Task brief: The answer should be one number only, namely how many lines of the records hold the word "cannot".

• • • • •

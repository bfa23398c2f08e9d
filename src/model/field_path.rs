use crate::error::{invalid_argument, FirestoreResult};

#[derive(Clone, Debug, PartialEq, Eq, Hash)]
pub struct FieldPath {
    segments: Vec<String>,
}

impl FieldPath {
    pub fn new<S, I>(segments: I) -> FirestoreResult<Self>
    where
        S: Into<String>,
        I: IntoIterator<Item = S>,
    {
        let segments: Vec<String> = segments.into_iter().map(Into::into).collect();
        if segments.is_empty() {
            return Err(invalid_argument(
                "FieldPath must contain at least one segment",
            ));
        }
        if segments.iter().any(String::is_empty) {
            return Err(invalid_argument("FieldPath segments cannot be empty"));
        }
        Ok(Self { segments })
    }

    pub fn from_dot_separated(path: &str) -> FirestoreResult<Self> {
        if path.trim().is_empty() {
            return Err(invalid_argument("FieldPath string cannot be empty"));
        }
        FieldPath::new(path.split('.'))
    }

    pub fn segments(&self) -> &[String] {
        &self.segments
    }

    pub fn canonical_string(&self) -> String {
        self.segments.join(".")
    }

    /// Dot-joined form with non-identifier segments quoted in backticks,
    /// as the REST API expects in `fieldPath` and `updateMask`.
    pub fn server_format(&self) -> String {
        self.segments
            .iter()
            .map(|segment| quote_segment(segment))
            .collect::<Vec<_>>()
            .join(".")
    }

    pub fn document_id() -> Self {
        Self {
            segments: vec!["__name__".to_string()],
        }
    }
}

fn quote_segment(segment: &str) -> String {
    let mut chars = segment.chars();
    let simple = match chars.next() {
        Some(first) if first.is_ascii_alphabetic() || first == '_' => {
            chars.all(|c| c.is_ascii_alphanumeric() || c == '_')
        }
        _ => false,
    };
    if simple {
        return segment.to_string();
    }
    let escaped = segment.replace('\\', "\\\\").replace('`', "\\`");
    format!("`{escaped}`")
}

/// Trait that converts common user inputs into a validated [`FieldPath`].
pub trait IntoFieldPath {
    fn into_field_path(self) -> FirestoreResult<FieldPath>;
}

impl IntoFieldPath for FieldPath {
    fn into_field_path(self) -> FirestoreResult<FieldPath> {
        Ok(self)
    }
}

impl<'a> IntoFieldPath for &'a FieldPath {
    fn into_field_path(self) -> FirestoreResult<FieldPath> {
        Ok(self.clone())
    }
}

impl IntoFieldPath for String {
    fn into_field_path(self) -> FirestoreResult<FieldPath> {
        FieldPath::from_dot_separated(&self)
    }
}

impl<'a> IntoFieldPath for &'a str {
    fn into_field_path(self) -> FirestoreResult<FieldPath> {
        FieldPath::from_dot_separated(self)
    }
}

• • • • •

Solution below: 2